Georgetown, TX 78626
Board Members Present:
Robert Case - Chairman, Rick Woodruff- Vice-Chairman, Sam Jones- Secretary, Ben Butler,
Mike Triggs
Board Members Absent: None
Staff Present:
Daniel Bethapudi, Leigh Wallace, Elaine Wilson, Leticia Zavala, Kress Carson. David
Morgan, Laurie Brewer, Mike Weisner, Daniel Potter, Issac Van Eenoo and Jennifer Flor
Public Attendees: None
Regular Session
(This Regular Session may, at any time, be recessed to convene an Executive Session for any
purpose authorized by the Open Meetings Act, Texas Government Code 551.)
A. Call to Order -- Robert Case, Board Chairman
• Meeting called to order at 4:00 pm by Case.
B. Roll Call of Board Members -- Robert Case, Board Chairman.
• All members present
C. Introduction of Visitors -- Robert Case, Board Chairman
D. Public Wishing to Address the Board
• None present
Legislative Session
E. Review and Approval of Minutes- Kress Carson, Board Liaison
• November 17th Meeting- Motion to approve by Jones; seconded by Butler
• Minutes approved as read 5-0
• January 20th Meeting- Motion to approve- motion by Jones; seconded by Butler
• Minutes approved as read 5-0
Regular Session (cont.)
F. General Managers Monthly Report- Daniel Bethapudi- General Manager of Electric
Utility
• Customer Service and Billing- Leticia Zavala-Customer Care Director
o 30,819 Available Services
o 29,897 Electric customers/accounts, 107 estimated “bad meter reads”
o Overall Average a December 2021 bills nearly $30 cheaper than September
2020
▪ Billing numbers lower than last year due to a combination of higher
monthly temperatures and reduced PCA
o Electric Revenue Breakdown and Receivables presented- roughly 17% of
yearly budgeted amount collected
o Roughly $93,000 collected in outstanding bills since the collection agency
commenced collections in May to collect the bad debt
• Finance and Budgeting Report- Leigh Wallace- Finance Director
o 4th Quarter Background
▪ Due to COVID-19 pandemic timing, year over year comparisons of
2020 to 2021 show large variances in revenues and expenses.
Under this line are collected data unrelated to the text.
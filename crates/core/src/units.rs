//! Unit conversions from the SI units reported by weather.gov into the
//! imperial units the archive stores.
//!
//! Every function is pure. Rounding is half away from zero, matching
//! [`f64::round`].

const PA_TO_IN_HG: f64 = 0.000_295_3;
const KMH_TO_MPH: f64 = 0.621_371;
const MPS_TO_MPH: f64 = 2.236_936;
const METERS_TO_MILES: f64 = 0.000_621_371;

/// Width of one compass sector in degrees
const SECTOR_DEGREES: f64 = 22.5;

pub const CARDINALS: [&str; 16] = [
    "N", "NNE", "NE", "ENE", "E", "ESE", "SE", "SSE", "S", "SSW", "SW", "WSW", "W", "WNW", "NW",
    "NNW",
];

/// Label used when no wind direction was observed
pub const NO_DIRECTION: &str = "N/A";

/// Round `value` to `decimals` places.
pub fn round_to(value: f64, decimals: i32) -> f64 {
    let factor = 10_f64.powi(decimals);
    (value * factor).round() / factor
}

pub fn celsius_to_fahrenheit(celsius: f64) -> f64 {
    round_to(celsius * 9.0 / 5.0 + 32.0, 1)
}

pub fn pascals_to_in_hg(pascals: f64) -> f64 {
    round_to(pascals * PA_TO_IN_HG, 2)
}

pub fn kmh_to_mph(kmh: f64) -> f64 {
    round_to(kmh * KMH_TO_MPH, 1)
}

pub fn mps_to_mph(mps: f64) -> f64 {
    round_to(mps * MPS_TO_MPH, 1)
}

pub fn meters_to_miles(meters: f64) -> f64 {
    round_to(meters * METERS_TO_MILES, 1)
}

/// Fold any finite bearing into `[0, 360)`.
pub fn normalize_degrees(degrees: f64) -> f64 {
    let normalized = degrees.rem_euclid(360.0);
    // rem_euclid can return 360.0 for tiny negative inputs
    if normalized >= 360.0 {
        0.0
    } else {
        normalized
    }
}

/// 16-point compass label for a bearing: `round(deg / 22.5) mod 16`.
pub fn degrees_to_cardinal(degrees: f64) -> &'static str {
    let index = (normalize_degrees(degrees) / SECTOR_DEGREES).round() as usize % CARDINALS.len();
    CARDINALS[index]
}

/// Cardinal label for an optional bearing, [`NO_DIRECTION`] when absent.
pub fn cardinal_or_na(degrees: Option<f64>) -> &'static str {
    degrees.map(degrees_to_cardinal).unwrap_or(NO_DIRECTION)
}
use clap::Parser;
use slog::{o, Drain, Level, Logger};
use std::{env, time::Duration};
use wx_archive_core::{
    find_config_file, load_config, ConfigSource, DEFAULT_DB_DIR, DEFAULT_FETCH_INTERVAL,
};

pub const DEFAULT_API_BASE: &str = "https://api.weather.gov";
pub const DEFAULT_USER_AGENT: &str = "wx-archive-daemon/0.1 (ops@wx-archive.local)";
pub const DEFAULT_TIMEOUT_SECS: u64 = 15;

/// San Antonio, TX
pub const DEFAULT_LATITUDE: f64 = 29.4241;
pub const DEFAULT_LONGITUDE: f64 = -98.4936;

#[derive(Parser, Clone, Debug, serde::Deserialize, Default)]
#[command(
    author,
    version,
    about = "wx-archive daemon - archives the latest weather.gov observation for a location"
)]
pub struct Cli {
    /// Path to config file (TOML format)
    /// Searched in order: this flag, $WX_DAEMON_CONFIG, ./daemon.toml,
    /// $XDG_CONFIG_HOME/wx-archive/daemon.toml, /etc/wx-archive/daemon.toml
    #[arg(short, long)]
    #[serde(skip)]
    pub config: Option<String>,

    /// Log level: trace, debug, info, warn, error
    #[arg(short, long, env = "WX_DAEMON_LEVEL")]
    pub level: Option<String>,

    /// Directory holding the archive database
    #[arg(short, long, env = "WX_DAEMON_DB_DIR")]
    pub db_dir: Option<String>,

    /// Latitude of the point to observe
    #[arg(long, env = "WX_DAEMON_LATITUDE", allow_negative_numbers = true)]
    pub latitude: Option<f64>,

    /// Longitude of the point to observe
    #[arg(long, env = "WX_DAEMON_LONGITUDE", allow_negative_numbers = true)]
    pub longitude: Option<f64>,

    /// Base URL of the weather.gov API
    #[arg(short, long, env = "WX_DAEMON_API_BASE")]
    pub api_base: Option<String>,

    /// HTTP User-Agent header; weather.gov asks for contact details here
    #[arg(short, long, env = "WX_DAEMON_USER_AGENT")]
    pub user_agent: Option<String>,

    /// Per-request timeout in seconds
    #[arg(short, long, env = "WX_DAEMON_TIMEOUT")]
    pub timeout: Option<u64>,

    /// Seconds between ingestion cycles
    #[arg(short, long, env = "WX_DAEMON_SLEEP_INTERVAL")]
    pub sleep_interval: Option<u64>,

    /// Run a single ingestion cycle and exit (for cron-style schedulers)
    #[arg(long)]
    #[serde(skip)]
    pub once: bool,
}

impl Cli {
    pub fn db_dir(&self) -> String {
        self.db_dir
            .clone()
            .unwrap_or_else(|| DEFAULT_DB_DIR.to_string())
    }

    pub fn latitude(&self) -> f64 {
        self.latitude.unwrap_or(DEFAULT_LATITUDE)
    }

    pub fn longitude(&self) -> f64 {
        self.longitude.unwrap_or(DEFAULT_LONGITUDE)
    }

    pub fn api_base(&self) -> String {
        self.api_base
            .as_deref()
            .unwrap_or(DEFAULT_API_BASE)
            .trim_end_matches('/')
            .to_string()
    }

    pub fn user_agent(&self) -> String {
        self.user_agent
            .clone()
            .unwrap_or_else(|| DEFAULT_USER_AGENT.to_string())
    }

    pub fn timeout(&self) -> Duration {
        Duration::from_secs(self.timeout.unwrap_or(DEFAULT_TIMEOUT_SECS))
    }

    pub fn sleep_interval(&self) -> u64 {
        self.sleep_interval.unwrap_or(DEFAULT_FETCH_INTERVAL)
    }

    /// Lay CLI/env values over a config file; CLI wins
    pub fn merge(self, file_config: Cli) -> Cli {
        Cli {
            config: self.config,
            level: self.level.or(file_config.level),
            db_dir: self.db_dir.or(file_config.db_dir),
            latitude: self.latitude.or(file_config.latitude),
            longitude: self.longitude.or(file_config.longitude),
            api_base: self.api_base.or(file_config.api_base),
            user_agent: self.user_agent.or(file_config.user_agent),
            timeout: self.timeout.or(file_config.timeout),
            sleep_interval: self.sleep_interval.or(file_config.sleep_interval),
            once: self.once,
        }
    }
}

/// Load configuration from CLI args, config file, and environment
pub fn get_config_info() -> Cli {
    let cli_args = Cli::parse();

    let source = if let Some(ref path) = cli_args.config {
        ConfigSource::Explicit(path.into())
    } else {
        find_config_file("WX_DAEMON_CONFIG", "daemon.toml")
    };

    let file_config: Cli = load_config(&source).unwrap_or_default();
    cli_args.merge(file_config)
}

fn parse_level(raw: &str) -> Level {
    match raw.to_lowercase().as_str() {
        "trace" => Level::Trace,
        "debug" => Level::Debug,
        "warn" => Level::Warning,
        "error" => Level::Error,
        _ => Level::Info,
    }
}

pub fn setup_logger(cli: &Cli) -> Logger {
    let log_level = match cli.level.as_ref() {
        Some(level) => parse_level(level),
        None => parse_level(&env::var("RUST_LOG").unwrap_or_default()),
    };

    let decorator = slog_term::TermDecorator::new().build();
    let drain = slog_term::CompactFormat::new(decorator).build().fuse();
    let drain = slog_async::Async::new(drain).build().fuse();
    let drain = drain.filter_level(log_level).fuse();
    slog::Logger::root(drain, o!("version" => env!("CARGO_PKG_VERSION")))
}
This
was expected going into 2021
▪ City has applied for FEMA reimbursement for the impacts of
Winter Storm Uri
o Electric Fund Revenue
▪ FY 2021 revenue budget was $141.3 Million
▪ 56% of budgeted revenues is from charges for service
▪ 39% if the budget was bond proceeds
▪ Electric Sales Charges down 6% compared to last year due to rate
adjustments and mild summer weather
o Electric Fund Expenses
▪ Expenses came in under budget for FY2021
▪ Case asks what the largest driver for coming under budget
• Wallace answers that capital projects throughout the City
had a lot unspent funds that were rolled forward into the
next fiscal year
▪ The beginning fund balance was $28 Million and the ending
balance was $40.6 Million
▪ This fully funds reserves necessary including the rate stabilization
fund, 90 Day Contingency fund, and Operating Reserves Fund
o Net Purchased Power
▪ 72% of the Electric Fund expenses
▪ Purchase power was up 63% due to Winter Storm Uri and other
congestion issues
▪ With removing the winter storm Uri expenses, purchased power
budget comes in just under budget projections
o Case asks if you write off uncollectible bill revenue at 60 or 90 days
▪ Zavala answers that it is reported to the collection agency at 90
days
▪ Wallace then adds at 180 days the debt is then written off balance
remains uncollectible
o Grants Update- Winter Storm Uri 2021- Elaine Wilson- Assistant Finance
Director
▪ Electric submitted $510,229.75 to FEMA for Emergency
Reimbursement due to expenses incurred from Winter Storm Uri.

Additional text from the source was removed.